On Sun, Nov 2, 2008 at 11:58 AM, Kevin Buzzard <[EMAIL PROTECTED]> wrote:
>> That would be inconsistent with the choice made by every other
>> math software system ever written and with common mathematical
>> usage as well.  It would thus cause excessive confusion, and likely
>> not be very useful.
>
> I can believe this.
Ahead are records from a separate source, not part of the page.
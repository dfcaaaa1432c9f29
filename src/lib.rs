#![deny(unsafe_code)]
#![deny(missing_docs)]
#![deny(rustdoc::broken_intra_doc_links)]

//! Per-class I/O capacity throttle and background flusher.
//!
//! This crate paces checkpoint, eviction, log, and read I/O against
//! independently configurable byte-per-second ceilings, steals idle budget
//! between classes under contention, and runs a background task that keeps
//! accumulated writes flushed without blocking the hot path on every call.
//! It is the Rust-side collaborator for a storage engine's connection-scoped
//! capacity limiter; it does not implement storage, I/O, or configuration
//! parsing itself (see [`config::ConfigSource`] and [`flusher::AsyncFsync`]
//! for the two seams a host plugs into).
//!
//! # Layout
//!
//! - [`Class`] — the four workload tags this crate paces independently.
//! - [`CapacityConfig`] — binds a single `io_capacity.total` figure into
//!   per-class capacities and a flush threshold.
//! - [`Throttle`] — the hot-path pacing operation.
//! - [`CapacityServer`] — owns a throttle, its flush signal, and the
//!   background flusher task for one connection's lifetime.
//! - [`CapacityStats`] — the counters a host exposes under its own
//!   statistics namespace.

mod class;
mod clock;
mod config;
mod error;
mod flusher;
mod lifecycle;
mod signal;
mod sleep;
mod stats;
mod throttle;

pub use class::Class;
pub use clock::{SystemWallClock, WallClock};
pub use config::{CapacityConfig, ConfigSource, MIN_CAPACITY_BYTES_PER_SEC};
pub use error::{ConfigError, FlusherFatalError, StartError};
pub use flusher::AsyncFsync;
pub use lifecycle::{production_throttle, CapacityServer};
pub use signal::{FlushSignal, WakeCause};
pub use sleep::{Sleeper, SystemSleeper};
pub use stats::CapacityStats;
pub use throttle::{Throttle, MAX_THROTTLE_BYTES};

#[cfg(any(test, feature = "test-support"))]
pub use clock::FakeWallClock;
#[cfg(any(test, feature = "test-support"))]
pub use flusher::FakeFsync;
#[cfg(any(test, feature = "test-support"))]
pub use sleep::RecordingSleeper;
use crate::class::Class;
use crate::error::ConfigError;

/// Minimum non-zero `io_capacity.total`, in bytes/sec (spec §4.E). Named
/// after the engine constant `WT_THROTTLE_MIN` this crate's config binder is
/// the Rust-side collaborator for.
pub const MIN_CAPACITY_BYTES_PER_SEC: u64 = 1_048_576;

/// Host-supplied configuration reader (spec §6, "a key-value reader exposing
/// `io_capacity.total : int64`"). Configuration parsing and validation
/// beyond this single key is explicitly out of scope (spec §1); callers plug
/// in whatever config framework they already use and implement this trait as
/// a thin adapter over it.
pub trait ConfigSource {
    /// Returns the configured `io_capacity.total`, or `None` if unset (in
    /// which case the throttle behaves as if `total = 0`, i.e. uncapped).
    fn io_capacity_total(&self) -> Option<i64>;
}

/// A directly-constructed [`ConfigSource`] for callers that already have the
/// value in hand (tests, or hosts that parsed it themselves).
impl ConfigSource for i64 {
    fn io_capacity_total(&self) -> Option<i64> {
        Some(*self)
    }
}

/// Per-class capacities and the derived flush threshold, bound from a single
/// aggregate `total` bytes/sec figure (spec §4.E).
#[derive(Clone, Copy, Debug, Eq, PartialEq)]
pub struct CapacityConfig {
    total: u64,
    ckpt: u64,
    evict: u64,
    log: u64,
    read: u64,
    threshold: u64,
}

impl CapacityConfig {
    /// The uncapped configuration: every class and the aggregate are
    /// uncapped, and the flusher never starts (spec §3 invariant 4).
    #[must_use]
    pub const fn uncapped() -> Self {
        Self {
            total: 0,
            ckpt: 0,
            evict: 0,
            log: 0,
            read: 0,
            threshold: 0,
        }
    }

    /// Binds a `total` bytes/sec figure into per-class capacities and a
    /// flush threshold (spec §4.E).
    ///
    /// `total == 0` means "no aggregate cap": every class is left uncapped
    /// and the flush threshold is zero, so the flusher will not be started.
    /// A non-zero `total` below [`MIN_CAPACITY_BYTES_PER_SEC`] is rejected.
    pub fn from_total(total: u64) -> Result<Self, ConfigError> {
        if total != 0 && total < MIN_CAPACITY_BYTES_PER_SEC {
            return Err(ConfigError::BelowMinimum {
                got: total,
                min: MIN_CAPACITY_BYTES_PER_SEC,
            });
        }

        if total == 0 {
            return Ok(Self::uncapped());
        }

        let ckpt = total * 10 / 100;
        let evict = total * 60 / 100;
        let log = total * 20 / 100;
        let read = total * 60 / 100;
        let threshold = (ckpt + evict + log) * 10 / 100;

        Ok(Self {
            total,
            ckpt,
            evict,
            log,
            read,
            threshold,
        })
    }

    /// Reads `io_capacity.total` from `source` and binds it (spec §4.E,
    /// §6). Returns the uncapped configuration if the source has no value.
    pub fn from_source(source: &impl ConfigSource) -> Result<Self, ConfigError> {
        match source.io_capacity_total() {
            None => Ok(Self::uncapped()),
            Some(total) => Self::from_total(total.max(0) as u64),
        }
    }

    /// Returns the configured aggregate capacity, or 0 if uncapped.
    #[must_use]
    pub const fn total(&self) -> u64 {
        self.total
    }

    /// Returns the capacity for `class`, in bytes/sec (0 means uncapped).
    #[must_use]
    pub const fn capacity(&self, class: Class) -> u64 {
        match class {
            Class::Ckpt => self.ckpt,
            Class::Evict => self.evict,
            Class::Log => self.log,
            Class::Read => self.read,
        }
    }

    /// Returns the derived flush threshold (spec §4.E last step).
    #[must_use]
    pub const fn threshold(&self) -> u64 {
        self.threshold
    }

    /// Overrides a single class's capacity independently of `total` (spec
    /// §3: "independently settable; 0 means class uncapped"). The derived
    /// flush threshold is left untouched, since §4.E only recomputes it as
    /// part of binding a new `total`.
    pub fn set_capacity(&mut self, class: Class, bytes_per_sec: u64) {
        match class {
            Class::Ckpt => self.ckpt = bytes_per_sec,
            Class::Evict => self.evict = bytes_per_sec,
            Class::Log => self.log = bytes_per_sec,
            Class::Read => self.read = bytes_per_sec,
        }
    }

    /// Returns `true` if any write class (ckpt, evict, log) is capped, i.e.
    /// the background flusher should run (spec §3 invariant 4, §4.D).
    #[must_use]
    pub const fn needs_flusher(&self) -> bool {
        self.threshold != 0
    }
}

#[cfg(test)]
mod tests {
    use super::*;

    #[test]
    fn zero_total_is_uncapped() {
        let cfg = CapacityConfig::from_total(0).unwrap();
        assert_eq!(cfg.total(), 0);
        assert_eq!(cfg.capacity(Class::Log), 0);
        assert_eq!(cfg.threshold(), 0);
        assert!(!cfg.needs_flusher());
    }

    #[test]
    fn below_minimum_is_rejected() {
        let err = CapacityConfig::from_total(MIN_CAPACITY_BYTES_PER_SEC - 1).unwrap_err();
        assert_eq!(
            err,
            ConfigError::BelowMinimum {
                got: MIN_CAPACITY_BYTES_PER_SEC - 1,
                min: MIN_CAPACITY_BYTES_PER_SEC,
            }
        );
    }

    #[test]
    fn derives_per_class_percentages() {
        let cfg = CapacityConfig::from_total(10_000_000).unwrap();
        assert_eq!(cfg.capacity(Class::Ckpt), 1_000_000);
        assert_eq!(cfg.capacity(Class::Evict), 6_000_000);
        assert_eq!(cfg.capacity(Class::Log), 2_000_000);
        assert_eq!(cfg.capacity(Class::Read), 6_000_000);
    }

    #[test]
    fn derives_threshold_from_write_classes() {
        let cfg = CapacityConfig::from_total(10_000_000).unwrap();
        // (1_000_000 + 6_000_000 + 2_000_000) * 10 / 100
        assert_eq!(cfg.threshold(), 900_000);
        assert!(cfg.needs_flusher());
    }

    #[test]
    fn from_source_reads_config_source() {
        let cfg = CapacityConfig::from_source(&10_000_000i64).unwrap();
        assert_eq!(cfg.total(), 10_000_000);
    }

    #[test]
    fn from_source_missing_value_is_uncapped() {
        struct Empty;
        impl ConfigSource for Empty {
            fn io_capacity_total(&self) -> Option<i64> {
                None
            }
        }
        let cfg = CapacityConfig::from_source(&Empty).unwrap();
        assert!(!cfg.needs_flusher());
    }

    #[test]
    fn idempotent_reconfigure_same_total() {
        let a = CapacityConfig::from_total(20_000_000).unwrap();
        let b = CapacityConfig::from_total(20_000_000).unwrap();
        assert_eq!(a, b);
    }
}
And yet if there's an "IsPositive" command in sage, what
> does IsPositive(Sqrt(5)) give?

There is no IsPositive (or is_positive) command in Sage.  If there
were it would definitely give True because

sage: float(sqrt(5))
2.2360679774997898

>
> I think that my main problem is that I am not used to maths packages that
> think sqrt(5) is anything other than a positive real.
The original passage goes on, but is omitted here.